With all the stories that seem to crop up about fake cops or people pushing their luck with lights like this--and with how easy it seems to get them installed--I just hate to see the line between real emergency vehicles and work trucks so watered down. This can't be legal?


----------



## 263FPD (Oct 29, 2004)

Not so much that I want to respond to this but here are my thoughts on the matter. As long as the lights are not blue or forward facing red, it does not peak my interest all that much. Any other lighting may piss me off when and only when they are not being used for a legitimate purpose. I have seen a guy in a white ford pick-up on Rt.9, light up like a Christmas Tree with the pretext that he was getting out of my way while I was running Code to a call. This whacker for all i know is a lurker on this site because I have heard that he is a tremendous Sparky, who loves his Strobes and anything else similar. One of these days, I will run in to him when I don't have some other pressing matters, and all I can say is, I hope he is as good with uninstalling as he is with wiring all that shit. I am fairly certain that once I get him I will be inclined to cite him for each strobe/flasher individually. That will add up rather quickly.

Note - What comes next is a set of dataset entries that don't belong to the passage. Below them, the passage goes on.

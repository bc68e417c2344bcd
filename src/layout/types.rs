use std::collections::HashMap;

use serde::{Deserialize, Serialize};

use crate::config::{HierarchyMode, LayoutConfig};
use crate::ir::{Direction, Position};

/// Id of the synthetic container wrapping every top-level node.
pub const ROOT_ID: &str = "__root__";

/// One node of the containment forest, stored in a [`LayoutTree`] arena.
///
/// Arena slots line up with the input node slice: slot `i` wraps `nodes[i]`.
#[derive(Debug, Clone)]
pub struct HierNode {
    pub id: String,
    pub parent: Option<usize>,
    pub width: f32,
    pub height: f32,
    pub children: Vec<usize>,
    /// Indices into the input edge slice owned by this container.
    pub edges: Vec<usize>,
}

#[derive(Debug, Clone, Default)]
pub struct LayoutTree {
    pub nodes: Vec<HierNode>,
    pub index: HashMap<String, usize>,
    pub roots: Vec<usize>,
    pub root_edges: Vec<usize>,
}

impl LayoutTree {
    pub fn get(&self, id: &str) -> Option<&HierNode> {
        self.index.get(id).map(|idx| &self.nodes[*idx])
    }

    pub fn is_container(&self, idx: usize) -> bool {
        !self.nodes[idx].children.is_empty()
    }

    pub fn container_count(&self) -> usize {
        (0..self.nodes.len()).filter(|idx| self.is_container(*idx)).count()
    }
}

/// Container an edge was attached to.
#[derive(Debug, Clone, Copy, PartialEq, Eq, Hash)]
pub enum EdgeOwner {
    TopLevel,
    Node(usize),
}

/// Hierarchical graph exchanged with a layout engine.
///
/// In a request `x`/`y` are unset; in a response they hold the node's
/// top-left corner relative to its parent's top-left corner.
#[derive(Debug, Clone, PartialEq, Default, Serialize, Deserialize)]
pub struct LayoutGraph {
    pub id: String,
    #[serde(default, skip_serializing_if = "Option::is_none")]
    pub x: Option<f32>,
    #[serde(default, skip_serializing_if = "Option::is_none")]
    pub y: Option<f32>,
    pub width: f32,
    pub height: f32,
    #[serde(default, skip_serializing_if = "Vec::is_empty")]
    pub children: Vec<LayoutGraph>,
    #[serde(default, skip_serializing_if = "Vec::is_empty")]
    pub edges: Vec<LayoutEdge>,
}

impl LayoutGraph {
    pub fn node(id: impl Into<String>, width: f32, height: f32) -> Self {
        Self {
            id: id.into(),
            width,
            height,
            ..Self::default()
        }
    }

    pub fn position(&self) -> Option<Position> {
        Some(Position::new(self.x?, self.y?))
    }

    /// Depth-first visit of every node below (and including) `self`.
    pub fn visit<'a>(&'a self, f: &mut impl FnMut(&'a LayoutGraph)) {
        f(self);
        for child in &self.children {
            child.visit(f);
        }
    }
}

#[derive(Debug, Clone, PartialEq, Eq, Hash, Serialize, Deserialize)]
pub struct LayoutEdge {
    pub id: String,
    pub source: String,
    pub target: String,
}

/// Engine-facing options derived from [`LayoutConfig`].
#[derive(Debug, Clone, Copy, PartialEq, Serialize, Deserialize)]
pub struct LayoutOptions {
    pub direction: Direction,
    pub node_node_spacing: f32,
    pub layer_spacing: f32,
    pub hierarchy_mode: HierarchyMode,
    pub margin: f32,
    pub container_padding: f32,
    pub container_header: f32,
}

impl LayoutOptions {
    pub fn from_config(config: &LayoutConfig) -> Self {
        Self {
            direction: config.direction,
            node_node_spacing: config.node_node_spacing,
            layer_spacing: config.layer_spacing,
            hierarchy_mode: config.hierarchy_mode,
            margin: config.margin,
            container_padding: config.container_padding,
            container_header: config.container_header,
        }
    }
}

impl Default for LayoutOptions {
    fn default() -> Self {
        Self::from_config(&LayoutConfig::default())
    }
}

#[derive(Debug, Clone, Default)]
pub struct ResolvedPositions {
    pub absolute: HashMap<String, Position>,
    pub relative: HashMap<String, Position>,
}
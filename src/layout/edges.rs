use std::collections::HashSet;

use tracing::debug;

use crate::ir::Edge;

use super::error::LayoutError;
use super::types::{EdgeOwner, LayoutTree};

/// Attaches every edge to the container owning its endpoints' lowest common
/// ancestor and returns the owner of each edge, in input order.
pub(crate) fn assign_edges(
    tree: &mut LayoutTree,
    edges: &[Edge],
) -> Result<Vec<EdgeOwner>, LayoutError> {
    let mut seen: HashSet<&str> = HashSet::with_capacity(edges.len());
    let mut owners = Vec::with_capacity(edges.len());
    for (edge_idx, edge) in edges.iter().enumerate() {
        if !seen.insert(edge.id.as_str()) {
            return Err(LayoutError::DuplicateEdge(edge.id.clone()));
        }
        let source = endpoint(tree, edge, &edge.source)?;
        let target = endpoint(tree, edge, &edge.target)?;
        let owner = match lowest_common_ancestor(tree, source, target) {
            Some(container) => {
                tree.nodes[container].edges.push(edge_idx);
                EdgeOwner::Node(container)
            }
            None => {
                if tree.nodes[source].parent.is_some() || tree.nodes[target].parent.is_some() {
                    debug!(edge = %edge.id, "endpoints share no ancestor; edge stays at top level");
                }
                tree.root_edges.push(edge_idx);
                EdgeOwner::TopLevel
            }
        };
        owners.push(owner);
    }
    Ok(owners)
}

fn endpoint(tree: &LayoutTree, edge: &Edge, id: &str) -> Result<usize, LayoutError> {
    tree.index
        .get(id)
        .copied()
        .ok_or_else(|| LayoutError::UnknownEdgeEndpoint {
            edge: edge.id.clone(),
            node: id.to_string(),
        })
}

/// Ancestors of `idx`, nearest first. The node itself is excluded.
pub(crate) fn ancestor_chain(tree: &LayoutTree, idx: usize) -> Vec<usize> {
    let mut chain = Vec::new();
    let mut current = tree.nodes[idx].parent;
    while let Some(parent) = current {
        chain.push(parent);
        current = tree.nodes[parent].parent;
    }
    chain
}

/// Deepest container holding both endpoints, or `None` for the top level.
///
/// When one endpoint is an ancestor of the other, that endpoint owns the
/// edge. A self-loop belongs to the node's parent.
pub(crate) fn lowest_common_ancestor(
    tree: &LayoutTree,
    source: usize,
    target: usize,
) -> Option<usize> {
    let source_chain = ancestor_chain(tree, source);
    let target_chain = ancestor_chain(tree, target);
    if source != target {
        if target_chain.contains(&source) {
            return Some(source);
        }
        if source_chain.contains(&target) {
            return Some(target);
        }
    }
    let target_set: HashSet<usize> = target_chain.into_iter().collect();
    source_chain.into_iter().find(|idx| target_set.contains(idx))
}

#[cfg(test)]
mod tests {
    use super::*;
    use crate::config::LayoutConfig;
    use crate::ir::Node;
    use crate::layout::hierarchy::build_hierarchy;
    use crate::text_metrics::FixedWidthMetrics;

    fn tree(nodes: &[Node]) -> LayoutTree {
        build_hierarchy(nodes, &FixedWidthMetrics::default(), &LayoutConfig::default()).unwrap()
    }

    fn nested() -> Vec<Node> {
        vec![
            Node::new("A", "A"),
            Node::new("B", "B"),
            Node::new("C", "C").with_parent("B"),
            Node::new("D", "D").with_parent("B"),
            Node::new("E", "E").with_parent("D"),
            Node::new("F", "F").with_parent("D"),
        ]
    }

    #[test]
    fn ancestor_chain_is_nearest_first() {
        let tree = tree(&nested());
        assert_eq!(ancestor_chain(&tree, 4), vec![3, 1]);
        assert!(ancestor_chain(&tree, 0).is_empty());
    }

    #[test]
    fn assigns_edges_to_lowest_common_ancestor() {
        let mut tree = tree(&nested());
        let edges = vec![
            Edge::new("ab", "A", "B"),
            Edge::new("bc", "B", "C"),
            Edge::new("ac", "A", "C"),
            Edge::new("ef", "E", "F"),
            Edge::new("ce", "C", "E"),
            Edge::new("eb", "E", "B"),
            Edge::new("ee", "E", "E"),
        ];
        let owners = assign_edges(&mut tree, &edges).unwrap();
        assert_eq!(
            owners,
            vec![
                EdgeOwner::TopLevel,
                EdgeOwner::Node(1),
                EdgeOwner::TopLevel,
                EdgeOwner::Node(3),
                EdgeOwner::Node(1),
                EdgeOwner::Node(1),
                EdgeOwner::Node(3),
            ]
        );
        assert_eq!(tree.root_edges, vec![0, 2]);
        assert_eq!(tree.nodes[1].edges, vec![1, 4, 5]);
        assert_eq!(tree.nodes[3].edges, vec![3, 6]);
    }

    #[test]
    fn unknown_endpoint_is_structural_error() {
        let mut tree = tree(&nested());
        let err = assign_edges(&mut tree, &[Edge::new("x", "A", "nope")]).unwrap_err();
        assert!(err.is_structural());
        assert_eq!(
            err,
            LayoutError::UnknownEdgeEndpoint {
                edge: "x".to_string(),
                node: "nope".to_string()
            }
        );
    }

    #[test]
    fn duplicate_edge_ids_are_rejected() {
        let mut tree = tree(&nested());
        let edges = vec![Edge::new("e", "A", "B"), Edge::new("e", "B", "C")];
        assert_eq!(
            assign_edges(&mut tree, &edges).unwrap_err(),
            LayoutError::DuplicateEdge("e".to_string())
        );
    }
}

I have no patience for the whackers. There is another one in Natick. Used to have a red truck, not sure if he still does. This one stopped with a DMV on the Center Bridge and lit up all of his do-dads. When I questioned him, he told me that it was "OK, I work security." I was so taken aback and WTF'ed that I walked away from him. Good thing that I did because my next impulse would have been to dope slap him on the back of his head.


----------



## Johnny Law (Aug 8, 2008)

263FPD said:


> Good thing that I did because my next impulse would have been to dope slap him on the back of his head.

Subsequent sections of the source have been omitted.